Vendor: Yunnan Sourcing
(get $5 off your first order by using my links above)
Type: Raw (sheng) Pu’erh
Origin: Nan Jian, Dali Prefecture, Yunnan Province, China
Tasting: 5 grams / 212°/ 150ml / R20-15-20-25-30s-35-40-50-60-75-90-105 (seconds)
Gong-Go Gear: Gourmia GTP9815 (get yours via my Amazon Affiliate Link)
Average number of infusions: 7
It’s time for another “raw-pu’erh” review. With the previous tasting of Big Snow Mountain , I spoke about the difference between raw(sheng) and ripe(shou). This time I thought I’d touch a bit on the history of pu’erh in general.
Raw (sheng) pu’erh first and foremost must be produced from the large leaf Yunnan varietals. Second, it must be aged. Records of “pu tea” date back to the Eastern or Later Han Dynasty (25BC – 220 AD). Most authorities agree that it was around the 7th century that the method for creating pu’erh teas sprang from a need to keep tea during transport. From this developed the pressed cakes and bricks we still see today along with the traditional method for aging: storage under the proper conditions for years at a time.

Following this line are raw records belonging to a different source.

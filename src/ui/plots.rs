//! Character-grid plots: time-domain response, the second-order root locus
//! in the complex plane, and the single-pole real-axis view.

use ratatui::prelude::*;
use ratatui::widgets::*;

use crate::app::App;
use crate::model::locus::{build_locus, Locus, DEFAULT_SAMPLES};
use crate::model::roots::solve_characteristic;
use crate::model::sim::simulate;
use crate::model::coeff;

/// Steps shown in the time-domain plot.
const PLOT_STEPS: usize = 120;

const PLOT_BG: Color = Color::Rgb(10, 10, 18);
const GRID_LINE: Color = Color::Rgb(25, 25, 40);
const TICK: Color = Color::Rgb(70, 70, 100);
const TICK_LABEL: Color = Color::Rgb(55, 65, 90);
const CIRCLE: Color = Color::Rgb(70, 70, 80);
const ERROR_TRACE: Color = Color::Rgb(210, 105, 30); // chocolate
const CHANGE_TRACE: Color = Color::Rgb(255, 127, 80); // coral
const TRAJECTORY: Color = Color::Rgb(154, 205, 50); // yellowgreen
const HP_TRAJECTORY: Color = Color::Rgb(220, 20, 60); // crimson
const ROOT1_MARK: Color = Color::Rgb(255, 69, 0); // orangered
const ROOT2_MARK: Color = Color::Rgb(80, 120, 255);
const STABLE_MARK: Color = Color::Rgb(80, 255, 80);
const UNSTABLE_MARK: Color = Color::Rgb(255, 60, 60);

// ── Plot grid ────────────────────────────────────────────────────────────────

/// A data-space to character-cell mapping over a rectangular region.
/// Non-finite and out-of-range points are dropped, never drawn or panicked
/// on, so degenerate parameter values just thin out the trace.
struct PlotGrid {
    cells: Vec<Vec<(char, Style)>>,
    w: usize,
    h: usize,
    x_min: f64,
    x_max: f64,
    y_min: f64,
    y_max: f64,
}

impl PlotGrid {
    fn new(w: usize, h: usize, x_min: f64, x_max: f64, y_min: f64, y_max: f64) -> Self {
        Self {
            cells: vec![vec![(' ', Style::default().bg(PLOT_BG)); w]; h],
            w,
            h,
            x_min,
            x_max,
            y_min,
            y_max,
        }
    }

    fn col(&self, x: f64) -> Option<usize> {
        if !x.is_finite() {
            return None;
        }
        let f = (x - self.x_min) / (self.x_max - self.x_min);
        if !(0.0..=1.0).contains(&f) {
            return None;
        }
        Some(((f * (self.w - 1) as f64).round() as usize).min(self.w - 1))
    }

    fn row(&self, y: f64) -> Option<usize> {
        if !y.is_finite() {
            return None;
        }
        let f = (y - self.y_min) / (self.y_max - self.y_min);
        if !(0.0..=1.0).contains(&f) {
            return None;
        }
        // y grows upward, rows grow downward
        Some((((1.0 - f) * (self.h - 1) as f64).round() as usize).min(self.h - 1))
    }

    fn put(&mut self, x: f64, y: f64, ch: char, color: Color) {
        if let (Some(px), Some(py)) = (self.col(x), self.row(y)) {
            self.cells[py][px] = (ch, Style::default().fg(color).bg(PLOT_BG));
        }
    }

    /// Faint dot that yields to anything already drawn.
    fn put_soft(&mut self, x: f64, y: f64, ch: char, color: Color) {
        if let (Some(px), Some(py)) = (self.col(x), self.row(y)) {
            if matches!(self.cells[py][px].0, ' ' | '-' | '|' | '+') {
                self.cells[py][px] = (ch, Style::default().fg(color).bg(PLOT_BG));
            }
        }
    }

    /// Crosshair through the data-space origin (only the axes in range).
    fn crosshair(&mut self) {
        let style = Style::default().fg(GRID_LINE).bg(PLOT_BG);
        if let Some(cy) = self.row(0.0) {
            for x in 0..self.w {
                self.cells[cy][x] = ('-', style);
            }
        }
        if let Some(cx) = self.col(0.0) {
            for y in 0..self.h {
                self.cells[y][cx] = ('|', style);
            }
        }
        if let (Some(cx), Some(cy)) = (self.col(0.0), self.row(0.0)) {
            self.cells[cy][cx] = ('+', style);
        }
    }

    /// Tick marks and labels along the crosshair axes. Call after
    /// `crosshair`, before data, so traces draw over the labels.
    fn ticks(&mut self) {
        let tick_style = Style::default().fg(TICK).bg(PLOT_BG);
        let label_style = Style::default().fg(TICK_LABEL).bg(PLOT_BG);
        let (Some(cx), Some(cy)) = (self.col(0.0), self.row(0.0)) else {
            return;
        };

        let x_tick = nice_tick_interval((self.x_max - self.x_min) / 2.0);
        let mut val = self.x_min - self.x_min.rem_euclid(x_tick);
        while val <= self.x_max {
            if val != 0.0 {
                if let Some(px) = self.col(val) {
                    self.cells[cy][px] = ('+', tick_style);
                    if cy + 1 < self.h {
                        let label = format_tick_value(val);
                        let start = px.saturating_sub(label.len() / 2);
                        for (i, c) in label.chars().enumerate() {
                            let col = start + i;
                            if col < self.w && col != cx {
                                self.cells[cy + 1][col] = (c, label_style);
                            }
                        }
                    }
                }
            }
            val += x_tick;
        }

        let y_tick = nice_tick_interval((self.y_max - self.y_min) / 2.0);
        let mut val = self.y_min - self.y_min.rem_euclid(y_tick);
        while val <= self.y_max {
            if val != 0.0 {
                if let Some(py) = self.row(val) {
                    self.cells[py][cx] = ('+', tick_style);
                    let label = format_tick_value(val);
                    for (i, c) in label.chars().enumerate() {
                        let col = cx + 1 + i;
                        if col < self.w {
                            self.cells[py][col] = (c, label_style);
                        }
                    }
                }
            }
            val += y_tick;
        }
    }

    /// Unit circle reference, drawn softly so data overwrites it.
    fn unit_circle(&mut self) {
        for k in 0..=360 {
            let t = (k as f64).to_radians();
            self.put_soft(t.cos(), t.sin(), '·', CIRCLE);
        }
    }

    fn into_lines(self) -> Vec<Line<'static>> {
        self.cells
            .into_iter()
            .map(|row| {
                Line::from(
                    row.into_iter()
                        .map(|(ch, s)| Span::styled(String::from(ch), s))
                        .collect::<Vec<_>>(),
                )
            })
            .collect()
    }
}

/// Pick a "nice" tick interval (1, 2, or 5 × 10^n) yielding ~2-3 ticks per
/// half-axis.
fn nice_tick_interval(half_range: f64) -> f64 {
    if half_range <= 0.0 {
        return 1.0;
    }
    let rough = half_range / 3.0;
    let mag = 10.0_f64.powf(rough.log10().floor());
    let norm = rough / mag;
    let nice = if norm < 1.5 {
        1.0
    } else if norm < 3.5 {
        2.0
    } else if norm < 7.5 {
        5.0
    } else {
        10.0
    };
    nice * mag
}

/// Format a tick value: integers when whole, one decimal otherwise.
fn format_tick_value(v: f64) -> String {
    if (v - v.round()).abs() < 0.01 {
        format!("{:.0}", v)
    } else {
        format!("{:.1}", v)
    }
}

fn plot_block(title: String, border: Color, title_color: Color) -> Block<'static> {
    Block::default()
        .borders(Borders::ALL)
        .border_type(BorderType::Rounded)
        .border_style(Style::default().fg(border))
        .title(title)
        .title_style(Style::default().fg(title_color))
}

// ── Time-domain response ─────────────────────────────────────────────────────

pub fn render_response(frame: &mut Frame, app: &App, area: Rect) {
    let p = &app.params;
    let sim = simulate(p.beta, p.gamma, p.eigval, p.alpha, p.input, PLOT_STEPS, p.mode);

    let block = plot_block(
        format!(" iteration domain ({}) ", p.input.label()),
        Color::Rgb(120, 80, 40),
        Color::Rgb(255, 180, 120),
    );
    let inner = block.inner(area);
    frame.render_widget(block, area);

    let (w, h) = (inner.width as usize, inner.height as usize);
    if w < 3 || h < 3 {
        return;
    }

    let peak = sim
        .xs
        .iter()
        .chain(&sim.ss)
        .copied()
        .filter(|v| v.is_finite())
        .fold(0.0_f64, |m, v| m.max(v.abs()));
    let ylim = (peak * 1.2).max(1.0);

    let mut grid = PlotGrid::new(w, h, 0.0, (PLOT_STEPS - 1) as f64, -ylim, ylim);
    grid.crosshair();
    grid.ticks();

    for (t, &s) in sim.ss.iter().enumerate() {
        grid.put_soft(t as f64, s, '·', CHANGE_TRACE);
    }
    for (t, &x) in sim.xs.iter().enumerate() {
        grid.put(t as f64, x, 'o', ERROR_TRACE);
    }

    frame.render_widget(Paragraph::new(grid.into_lines()), inner);
}

// ── Second-order root locus ──────────────────────────────────────────────────

pub fn render_root_plane(frame: &mut Frame, app: &App, area: Rect) {
    let p = &app.params;
    let locus = build_locus(p.beta, p.gamma, p.eigval, p.mode, DEFAULT_SAMPLES);
    let pole = coeff::pole(p.alpha, p.beta, p.gamma, p.eigval, p.mode);
    let (a1, a0) = coeff::jury_coeffs(pole, locus.range.eta, p.alpha, p.eigval, p.gamma);
    let current = solve_characteristic(a1, a0);

    let a0_prec = if p.mode.is_raw() { 0 } else { 3 };
    let block = plot_block(
        format!(" overall dynamics  z² - {:.3}z + {:.*} ", a1, a0_prec, a0),
        Color::Rgb(80, 80, 120),
        Color::Rgb(255, 200, 80),
    );
    let inner = block.inner(area);
    frame.render_widget(block, area);

    let (w, h) = (inner.width as usize, inner.height as usize);
    if w < 3 || h < 3 {
        return;
    }

    let mut grid = PlotGrid::new(w, h, -1.0, 1.0, -1.2, 1.2);
    grid.crosshair();
    grid.ticks();
    grid.unit_circle();

    draw_root_trajectories(&mut grid, &locus, p.mode.is_raw());

    let mark = if current.stable { STABLE_MARK } else { UNSTABLE_MARK };
    grid.put(current.root1.re, current.root1.im, 'x', mark);
    grid.put(current.root2.re, current.root2.im, 'x', mark);

    frame.render_widget(Paragraph::new(grid.into_lines()), inner);
}

fn draw_root_trajectories(grid: &mut PlotGrid, locus: &Locus, raw: bool) {
    // raw mode plots the root paths flattened onto the real axis
    let im = |v: f64| if raw { 0.0 } else { v };

    for (r1, r2) in locus.full.root1.iter().zip(&locus.full.root2) {
        grid.put_soft(r1.re, im(r1.im), '.', TRAJECTORY);
        grid.put_soft(r2.re, im(r2.im), '.', TRAJECTORY);
    }
    for (r1, r2) in locus.highpass.root1.iter().zip(&locus.highpass.root2) {
        grid.put(r1.re, im(r1.im), '.', HP_TRAJECTORY);
        grid.put(r2.re, im(r2.im), '.', HP_TRAJECTORY);
    }

    // sweep endpoints for each root branch
    if let (Some(first), Some(last)) = (locus.full.root1.first(), locus.full.root1.last()) {
        grid.put(first.re, im(first.im), 'o', ROOT1_MARK);
        grid.put(last.re, im(last.im), 'o', ROOT1_MARK);
    }
    if let (Some(first), Some(last)) = (locus.full.root2.first(), locus.full.root2.last()) {
        grid.put(first.re, im(first.im), 'o', ROOT2_MARK);
        grid.put(last.re, im(last.im), 'o', ROOT2_MARK);
    }
}

// ── Single-pole axis ─────────────────────────────────────────────────────────

pub fn render_pole_axis(frame: &mut Frame, app: &App, area: Rect) {
    let p = &app.params;
    let locus = build_locus(p.beta, p.gamma, p.eigval, p.mode, DEFAULT_SAMPLES);
    let pole = coeff::pole(p.alpha, p.beta, p.gamma, p.eigval, p.mode);
    let class = coeff::classify(pole);

    let block = plot_block(
        " change-level single-pole dynamics ".to_string(),
        Color::Rgb(80, 80, 120),
        Color::Rgb(200, 120, 255),
    );
    let inner = block.inner(area);
    frame.render_widget(block, area);

    let (w, h) = (inner.width as usize, inner.height as usize);
    if w < 3 || h < 3 {
        return;
    }

    let mut grid = PlotGrid::new(w, h, -2.0, 2.0, -1.0, 1.0);
    grid.crosshair();
    grid.ticks();
    grid.unit_circle();

    for &pl in &locus.full.poles {
        grid.put_soft(pl, 0.0, '.', TRAJECTORY);
    }
    for &pl in &locus.highpass.poles {
        grid.put(pl, 0.0, '.', HP_TRAJECTORY);
    }
    if let Some(&first) = locus.full.poles.first() {
        grid.put(first, 0.0, 'o', TRAJECTORY);
    }
    if let Some(&last) = locus.full.poles.last() {
        grid.put(last, 0.0, 'o', HP_TRAJECTORY);
    }

    let mark = if class.stable && !class.highpass {
        STABLE_MARK
    } else {
        UNSTABLE_MARK
    };
    grid.put(pole, 0.0, 'x', mark);

    frame.render_widget(Paragraph::new(grid.into_lines()), inner);
}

Ripe (shou) pu’erh is a relatively new product. In 1971 a method was developed to “pile” (similar to composting) in order to simulate the natural aging process of raw pu’erh. This teas particular background is rather complicated and rather than botch it up, here is what Yunnan Sourcing has to say about its origin:
It’s been stored in Guangdong since 2007 in a dry-wet storage condition (wet stored but on the dry side of the wet storage spectrum). The raw material is from Nan Jian area of Yunnan which is technically part of Dali prefecture. I suspect the given the name “Da Li Cang Shan Xue Yin Yuan Cha” (Dali Town, Cang Mountain, Snow Mark Round Cake) and the font used that this was pressed for the CNNP company by the Nan Jian Tu Lin tea company. The material is fairly tippy, large leaf and obviously pure assamica. Not only that, but the raw material used is not from young plantation bushes as it’s quite burly and large in scale.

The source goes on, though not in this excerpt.